Random events and level generation

Synchronizing randomness between several machines may be a tricky task. This tutorial aims to demonstrate coding principles related to this concept in both predictable and unpredictable context.

Randomness with no need for reproducibility

There are some scenarios where random events aren't required to be predictable by clients and can be executed solely on the server. This is especially the case for obstacles, collectibles and environment that is "visited" only once.

Case study: Snake

First, we'll look on a singleplayer snake game.
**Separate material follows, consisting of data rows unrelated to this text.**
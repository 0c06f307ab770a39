//! Prefix-addressable object storage.
//!
//! [`BlobStore`] is the seam the repository writes through: opaque objects
//! under string keys, caller-supplied attributes retrievable without the
//! body, and prefix listing with optional directory-style grouping.
//!
//! [`FsBlobStore`] keeps objects as plain files under a root directory, with
//! a JSON sidecar (`<key>.meta`) holding attributes and the upload time:
//!
//! ```text
//! <root>/contexts/u1/c1/current.json
//! <root>/contexts/u1/c1/current.json.meta
//! <root>/contexts/u1/c1/versions/1734000000000123.json
//! ```

use std::collections::HashMap;
use std::io::ErrorKind;
use std::path::{Path, PathBuf};

use async_trait::async_trait;
use chrono::{DateTime, Utc};
use serde::{Deserialize, Serialize};
use tokio::fs;
use tracing::debug;

use crate::error::Result;

/// Suffix of the attribute sidecar files; never listed as objects
const META_SUFFIX: &str = ".meta";

/// String attributes attached to a stored object
pub type Attributes = HashMap<String, String>;

/// Object metadata, available without reading the body
#[derive(Debug, Clone)]
pub struct ObjectInfo {
    pub key: String,
    pub size: u64,
    pub uploaded_at: DateTime<Utc>,
    pub attributes: Attributes,
}

/// A stored object: metadata plus body bytes
#[derive(Debug, Clone)]
pub struct StoredObject {
    pub info: ObjectInfo,
    pub bytes: Vec<u8>,
}

/// Listing controls. `limit` caps returned objects; grouped prefixes are
/// always complete.
#[derive(Debug, Clone, Default)]
pub struct ListOptions {
    pub delimiter: Option<String>,
    pub limit: Option<usize>,
}

/// Listing result: objects in lexicographic key order, plus the distinct
/// grouped prefixes when a delimiter was given.
#[derive(Debug, Default)]
pub struct Listing {
    pub objects: Vec<ObjectInfo>,
    pub common_prefixes: Vec<String>,
}

/// Abstract prefix-addressable object store.
///
/// `get`/`head` return `None` for missing keys rather than erroring;
/// transient backend failures surface as storage errors and are not retried
/// here.
#[async_trait]
pub trait BlobStore: Send + Sync {
    /// Store or overwrite an object together with its attributes.
    async fn put(&self, key: &str, bytes: &[u8], attributes: &Attributes) -> Result<()>;

    /// Fetch body and metadata, or `None` when the key is absent.
    async fn get(&self, key: &str) -> Result<Option<StoredObject>>;

    /// Fetch metadata only, or `None` when the key is absent.
    async fn head(&self, key: &str) -> Result<Option<ObjectInfo>>;

    /// Remove an object. Idempotent; deleting a missing key is not an error.
    async fn delete(&self, key: &str) -> Result<()>;

    /// List keys under `prefix`, optionally grouped at the first `delimiter`
    /// past the prefix.
    async fn list(&self, prefix: &str, options: ListOptions) -> Result<Listing>;
}

/// Sidecar contents stored next to each object body
#[derive(Debug, Serialize, Deserialize)]
struct SidecarMeta {
    uploaded_at: DateTime<Utc>,
    #[serde(default)]
    attributes: Attributes,
}

/// Filesystem-backed blob store
pub struct FsBlobStore {
    root_dir: PathBuf,
}

impl FsBlobStore {
    pub fn new(root_dir: impl Into<PathBuf>) -> Self {
        Self {
            root_dir: root_dir.into(),
        }
    }

    /// Create the root directory if needed.
    pub async fn init(&self) -> Result<()> {
        fs::create_dir_all(&self.root_dir).await?;
        Ok(())
    }

    fn object_path(&self, key: &str) -> PathBuf {
        self.root_dir.join(key)
    }

    fn sidecar_path(path: &Path) -> PathBuf {
        let mut os = path.as_os_str().to_owned();
        os.push(META_SUFFIX);
        PathBuf::from(os)
    }

    async fn read_sidecar(path: &Path) -> Option<SidecarMeta> {
        let bytes = fs::read(Self::sidecar_path(path)).await.ok()?;
        serde_json::from_slice(&bytes).ok()
    }

    /// Build [`ObjectInfo`] for an existing body file. Returns `None` when
    /// the file disappeared underneath us. A missing or unreadable sidecar
    /// degrades to empty attributes and the file's mtime.
    async fn object_info(&self, key: &str, path: &Path) -> Result<Option<ObjectInfo>> {
        let meta = match fs::metadata(path).await {
            Ok(meta) => meta,
            Err(e) if e.kind() == ErrorKind::NotFound => return Ok(None),
            Err(e) => return Err(e.into()),
        };
        let (uploaded_at, attributes) = match Self::read_sidecar(path).await {
            Some(sidecar) => (sidecar.uploaded_at, sidecar.attributes),
            None => {
                let mtime = meta
                    .modified()
                    .map(DateTime::<Utc>::from)
                    .unwrap_or_else(|_| Utc::now());
                (mtime, Attributes::new())
            }
        };
        Ok(Some(ObjectInfo {
            key: key.to_string(),
            size: meta.len(),
            uploaded_at,
            attributes,
        }))
    }

    /// Remove now-empty parent directories up to the root. Failures
    /// (directory not empty, concurrent writer recreating it) end the walk.
    async fn prune_empty_dirs(&self, path: &Path) {
        let mut dir = path.parent();
        while let Some(d) = dir {
            if d == self.root_dir || !d.starts_with(&self.root_dir) {
                break;
            }
            if fs::remove_dir(d).await.is_err() {
                break;
            }
            dir = d.parent();
        }
    }
}

#[async_trait]
impl BlobStore for FsBlobStore {
    async fn put(&self, key: &str, bytes: &[u8], attributes: &Attributes) -> Result<()> {
        let path = self.object_path(key);
        if let Some(parent) = path.parent() {
            fs::create_dir_all(parent).await?;
        }
        fs::write(&path, bytes).await?;

        let sidecar = SidecarMeta {
            uploaded_at: Utc::now(),
            attributes: attributes.clone(),
        };
        fs::write(Self::sidecar_path(&path), serde_json::to_vec(&sidecar)?).await?;

        debug!(key = %key, size = bytes.len(), "object stored");
        Ok(())
    }

    async fn get(&self, key: &str) -> Result<Option<StoredObject>> {
        let path = self.object_path(key);
        let bytes = match fs::read(&path).await {
            Ok(bytes) => bytes,
            Err(e) if e.kind() == ErrorKind::NotFound => return Ok(None),
            Err(e) => return Err(e.into()),
        };
        match self.object_info(key, &path).await? {
            Some(info) => Ok(Some(StoredObject { info, bytes })),
            None => Ok(None),
        }
    }

    async fn head(&self, key: &str) -> Result<Option<ObjectInfo>> {
        let path = self.object_path(key);
        self.object_info(key, &path).await
    }

    async fn delete(&self, key: &str) -> Result<()> {
        let path = self.object_path(key);
        match fs::remove_file(&path).await {
            Ok(()) => {}
            Err(e) if e.kind() == ErrorKind::NotFound => {}
            Err(e) => return Err(e.into()),
        }
        let _ = fs::remove_file(Self::sidecar_path(&path)).await;
        self.prune_empty_dirs(&path).await;
        debug!(key = %key, "object deleted");
        Ok(())
    }

    async fn list(&self, prefix: &str, options: ListOptions) -> Result<Listing> {
        // Walk from the deepest directory the prefix implies, then filter by
        // full string prefix so partial-segment prefixes still work.
        let dir_part = match prefix.rfind('/') {
            Some(idx) => &prefix[..idx + 1],
            None => "",
        };
        let mut stack = vec![self.root_dir.join(dir_part)];
        let mut keys = Vec::new();

        while let Some(dir) = stack.pop() {
            let mut entries = match fs::read_dir(&dir).await {
                Ok(entries) => entries,
                Err(e) if e.kind() == ErrorKind::NotFound => continue,
                Err(e) => return Err(e.into()),
            };
            while let Some(entry) = entries.next_entry().await? {
                let path = entry.path();
                if entry.file_type().await?.is_dir() {
                    stack.push(path);
                    continue;
                }
                let rel = match path.strip_prefix(&self.root_dir) {
                    Ok(rel) => rel,
                    Err(_) => continue,
                };
                let key = rel.to_string_lossy().into_owned();
                if key.starts_with(prefix) && !key.ends_with(META_SUFFIX) {
                    keys.push((key, path));
                }
            }
        }
        keys.sort_by(|a, b| a.0.cmp(&b.0));

        let limit = options.limit.unwrap_or(usize::MAX);
        let mut objects = Vec::new();
        let mut common_prefixes: Vec<String> = Vec::new();

        for (key, path) in keys {
            if let Some(delimiter) = &options.delimiter {
                let rest = &key[prefix.len()..];
                if let Some(pos) = rest.find(delimiter.as_str()) {
                    let group = format!("{}{}", prefix, &rest[..pos + delimiter.len()]);
                    // Keys are sorted, so duplicates arrive adjacent
                    if common_prefixes.last() != Some(&group) {
                        common_prefixes.push(group);
                    }
                    continue;
                }
            }
            if objects.len() >= limit {
                if options.delimiter.is_none() {
                    break;
                }
                continue;
            }
            if let Some(info) = self.object_info(&key, &path).await? {
                objects.push(info);
            }
        }

        Ok(Listing {
            objects,
            common_prefixes,
        })
    }
}
//! Context repository: the versioned, encrypted storage core.
//!
//! Owns the protocol between three kinds of stored state:
//! - the **current object** per `(userId, contextId)`, mutable, always the
//!   latest save, fetched in O(1) without scanning history;
//! - the **version log**, one immutable record per save, only ever deleted
//!   in bulk with its context;
//! - the **metadata index**, cheap summaries and access counters with TTLs.
//!
//! Writes race last-write-wins: two concurrent saves of the same context
//! both land, and the later current-object write is authoritative. There is
//! no locking and no transaction spanning the blob and metadata stores; a
//! save that fails midway leaves the current object and version log mutually
//! consistent, and the index entry is corrected by the next save.

use std::sync::Arc;
use std::time::Duration;

use chrono::{DateTime, SecondsFormat, Utc};
use serde::{Deserialize, Serialize};
use serde_json::json;
use tracing::{info, warn};

use crate::blob_store::{Attributes, BlobStore, ListOptions};
use crate::crypto::{self, EncryptionKey};
use crate::error::{ContextError, Result};
use crate::keys;
use crate::metadata::MetadataIndex;

/// Index entries expire after 90 days without a save
const INDEX_TTL: Duration = Duration::from_secs(90 * 24 * 60 * 60);

/// Access records expire after 30 days without a read
const ACCESS_TTL: Duration = Duration::from_secs(30 * 24 * 60 * 60);

/// Default cap on version listings
pub const DEFAULT_VERSION_LIMIT: usize = 50;

/// A decrypted context record: caller content plus layered metadata.
#[derive(Debug, Clone, Serialize, Deserialize)]
pub struct ContextRecord {
    pub content: serde_json::Value,
    #[serde(default)]
    pub metadata: serde_json::Map<String, serde_json::Value>,
}

/// Returned by [`ContextRepository::save`].
#[derive(Debug, Clone, Serialize, Deserialize)]
#[serde(rename_all = "camelCase")]
pub struct SaveReceipt {
    pub context_id: String,
    pub version: i64,
    pub timestamp: String,
}

/// Per-context summary kept in the metadata index.
#[derive(Debug, Clone, Serialize, Deserialize)]
#[serde(rename_all = "camelCase")]
pub struct IndexEntry {
    pub last_modified: String,
    pub version: i64,
    pub size: u64,
}

/// Per-context access counter kept in the metadata index.
#[derive(Debug, Clone, Serialize, Deserialize)]
#[serde(rename_all = "camelCase")]
pub struct AccessRecord {
    pub last_accessed: String,
    pub access_count: u64,
}

/// One element of a [`ContextRepository::list`] result. Contexts whose index
/// entry has expired still appear, with only the id set.
#[derive(Debug, Clone, Serialize, Deserialize)]
#[serde(rename_all = "camelCase")]
pub struct ContextSummary {
    pub context_id: String,
    #[serde(skip_serializing_if = "Option::is_none")]
    pub last_modified: Option<String>,
    #[serde(skip_serializing_if = "Option::is_none")]
    pub version: Option<i64>,
    #[serde(skip_serializing_if = "Option::is_none")]
    pub size: Option<u64>,
}

/// One element of a [`ContextRepository::versions`] result.
#[derive(Debug, Clone, Serialize, Deserialize)]
#[serde(rename_all = "camelCase")]
pub struct VersionInfo {
    pub version: i64,
    pub size: u64,
    pub uploaded_at: String,
    pub attributes: Attributes,
}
Here, a player scores points by eating apples spawned randomly one at a time.

Logic-wise, there is no need for dynamic instantiation as a single apple can have its position changed after being eaten.

using UnityEngine;
using Elympics;
using Random = System.Random;

public class GameManager : ElympicsMonoBehaviour
{
  [SerializeField] private Snake snake;
  [SerializeField] private Apple apple;

  private Random _random = new Random();

  // [...]

  public bool TryEat(Vector2Int headPosition)
  {
    if (snake.HeadPosition != apple.Position)
      return false;

    apple.gameObject.SetActive(false);
    if (!Elympics.IsServer)
      return true;

    IncrementScore();

    var availablePositions = GetEmptyPositions();
    if (availablePositions.Count == 0)
    {
      GameFinished = true;
      return true;
    }

    var randomIndex = _random.Next(availablePositions.Count);
    apple.Position = availablePositions[randomIndex];
    apple.gameObject.SetActive(true);
    return true;
  }
}

The scene contains following objects:

• Game manager (with GameManager script) Predictable for: Player 0
• Snake (with Snake script) Predictable for: Player 0
• Apple (with Apple script) Predictable for: Player 0

The apple here is partially predictable. It disappears immediately after being eaten by the snake, but appears again only if a new position is retrieved from the server.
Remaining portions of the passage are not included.